NEEMANN turns 133 – today!

On the occasion of the 75th anniversary, Curt Neemann said in his speech (Curt Neemann is Cord Neemann’s grandfather and at the same time Meinhard’s son and Meinhard’s father!. All right?! Easier: Pütje I, II, III and IV)

“On August 7, 1889, my father, the bookseller Meinhard Neemann, had his newly founded company entered in the commercial register at the district court in Leer.

In addition to a printing works and a newspaper publishing house, the intention was to primarily start the production of bags and pouches, which at that time were still mostly made by hand.

The time when bag spinning was still part of the training for apprentices in the colonial goods retail trade was coming to an end. This bag turning required a very high degree of skill.

From a simple sheet of paper or newspaper – one will not have taken it that precisely – a bag was so artistically turned, that is to say: at that time one still said “Dü t e”, that a firm wrapping was created without the use of any glue, in flour, sugar, semolina, coffee, tea, etc. could be packaged and transported reasonably safely.”

[…]

The company founder started with manual work in an attic in the house at Neue Straße 46. However, after only five years (1894) the business was run in the packing house of the former Hotel Voigt on Neue Straße. There were already two bottom bag machines here, one of which produced the tube and the other the bottom. In 1897 a new bottom bag machine and two pointed bag machines were set up, followed in 1898 by the first gusseted bag machine and another bottom bag machine. A remarkable start to mechanization! By the turn of the 20th century, Voigt’s Hotel’s packing house had become too small. The M. Neemann company moved to a newly built factory on Deichstrasse, in a building that was impressive for what was then Leer.

[…]

Originally, consumers in East Friesland and its immediate vicinity were supplied. However, the constantly growing production required a larger sales area. Branches in: Dortmund, Frankfurt am Main and Königsberg were founded. Not as a branch of production, but only as a sales base.  I would particularly like to point out that all three places were easy to reach by water. […] For this reason, up to the start of the Second World War, more than 90% of all deliveries were shipped by water.”

This was the first chapter in a small series on the history of the company.

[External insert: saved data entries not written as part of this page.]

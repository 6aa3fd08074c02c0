use std::sync::Arc;

use axum::{
    http::{header, HeaderValue, Method},
    routing::{get, post, put},
    Router,
};
use redis::Client as RedisClient;
use tower_http::cors::{AllowHeaders, AllowOrigin, CorsLayer};
use tower_http::trace::TraceLayer;
use tracing::info;
use tracing_subscriber::{layer::SubscriberExt, util::SubscriberInitExt};

use santa_api::config::Config;
use santa_api::services::{cron, events::EventBroadcaster, locks::GroupLocks};
use santa_api::{db, routes, AppState};

#[tokio::main]
async fn main() -> anyhow::Result<()> {
    let _ = dotenvy::dotenv();

    tracing_subscriber::registry()
        .with(tracing_subscriber::EnvFilter::from_default_env())
        .with(tracing_subscriber::fmt::layer())
        .init();

    let config = Arc::new(Config::from_env()?);

    let pool = db::create_pool(&config.database_url).await?;
    db::run_migrations(&pool).await?;
    info!("Database connected and migrations applied");

    let redis_client = RedisClient::open(config.redis_url.as_str())?;
    let redis_conn = redis_client.get_multiplexed_async_connection().await?;
    info!("Redis connected");

    cron::start(pool.clone());

    let state = AppState {
        db: pool,
        redis_client,
        events: EventBroadcaster::new(redis_conn),
        locks: Arc::new(GroupLocks::new()),
        config: config.clone(),
    };

    // CORS: the configured app origin, plus localhost for development.
    let base_url = config.app_base_url.clone();
    let cors_origin = AllowOrigin::predicate(move |origin: &HeaderValue, _| {
        let Ok(o) = origin.to_str() else {
            return false;
        };
        o.starts_with("http://localhost") || o.starts_with("http://127.0.0.1") || o == base_url
    });
    let cors = CorsLayer::new()
        .allow_methods([
            Method::GET,
            Method::POST,
            Method::PUT,
            Method::DELETE,
            Method::OPTIONS,
        ])
        .allow_headers(AllowHeaders::list([
            header::AUTHORIZATION,
            header::CONTENT_TYPE,
            header::ACCEPT,
        ]))
        .allow_origin(cors_origin);

    let app = Router::new()
        .route("/health", get(routes::health::health_check))
        // Groups
        .route("/groups", post(routes::groups::create_group))
        .route(
            "/groups/{id}",
            get(routes::groups::get_group).delete(routes::groups::delete_group),
        )
        .route("/groups/{id}/settings", put(routes::groups::update_settings))
        .route("/groups/{id}/toggle-open", post(routes::groups::toggle_open))
        .route("/groups/{id}/join", post(routes::groups::join_group))
        .route("/groups/{id}/leave", post(routes::groups::leave_group))
        .route("/groups/{id}/kick", post(routes::groups::kick_member))
        .route("/groups/{id}/members", get(routes::groups::list_members))
        // Assignments
        .route("/groups/{id}/assign", post(routes::assignments::assign_santa))
        .route("/groups/{id}/unlock", post(routes::assignments::unlock_group))
        .route("/groups/{id}/my-santa", get(routes::assignments::my_santa))
        .route("/groups/{id}/chain", get(routes::assignments::my_chain))
        .route(
            "/groups/{id}/relationships",
            get(routes::assignments::relationships),
        )
        // Messages
        .route(
            "/groups/{id}/messages",
            get(routes::messages::get_message_history).post(routes::messages::send_message),
        )
        .route(
            "/groups/{id}/messages/unread",
            get(routes::messages::get_unread_counts),
        )
        .route(
            "/groups/{id}/messages/read",
            post(routes::messages::mark_messages_read),
        )
        // Realtime + metrics
        .route("/ws", get(routes::websocket::ws_handler))
        .route("/metrics", get(routes::metrics::metrics_handler))
        .layer(TraceLayer::new_for_http())
        .layer(cors)
        .with_state(state);

    let addr = format!("{}:{}", config.host, config.port);
    info!("santa API listening on {}", addr);

    let listener = tokio::net::TcpListener::bind(&addr).await?;
    axum::serve(listener, app).await?;

    Ok(())
}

The story of M. NEEMANN in the sense of a complete and true story cannot exist: the development of a company over 133 years is closely intertwined with the respective political, social, economic and technical framework conditions.

Who is able to grasp everything and finally judge how it affected NEEMANN and vice versa?! In addition, hundreds of employees, several shareholders and a number of other “stakeholders” could express their own point of view and contribute important information – but even if that were possible, the picture would remain incomplete.

Since the following is a subjective account, I would first like to identify myself as the narrator. My name is Cord Neemann, born in 1972 as the great-grandson of company founder Meinhard Neemann. Above all, I will let my ancestors tell the story themselves, but I take the liberty of selecting the sources and occasionally adding to them and commenting on them.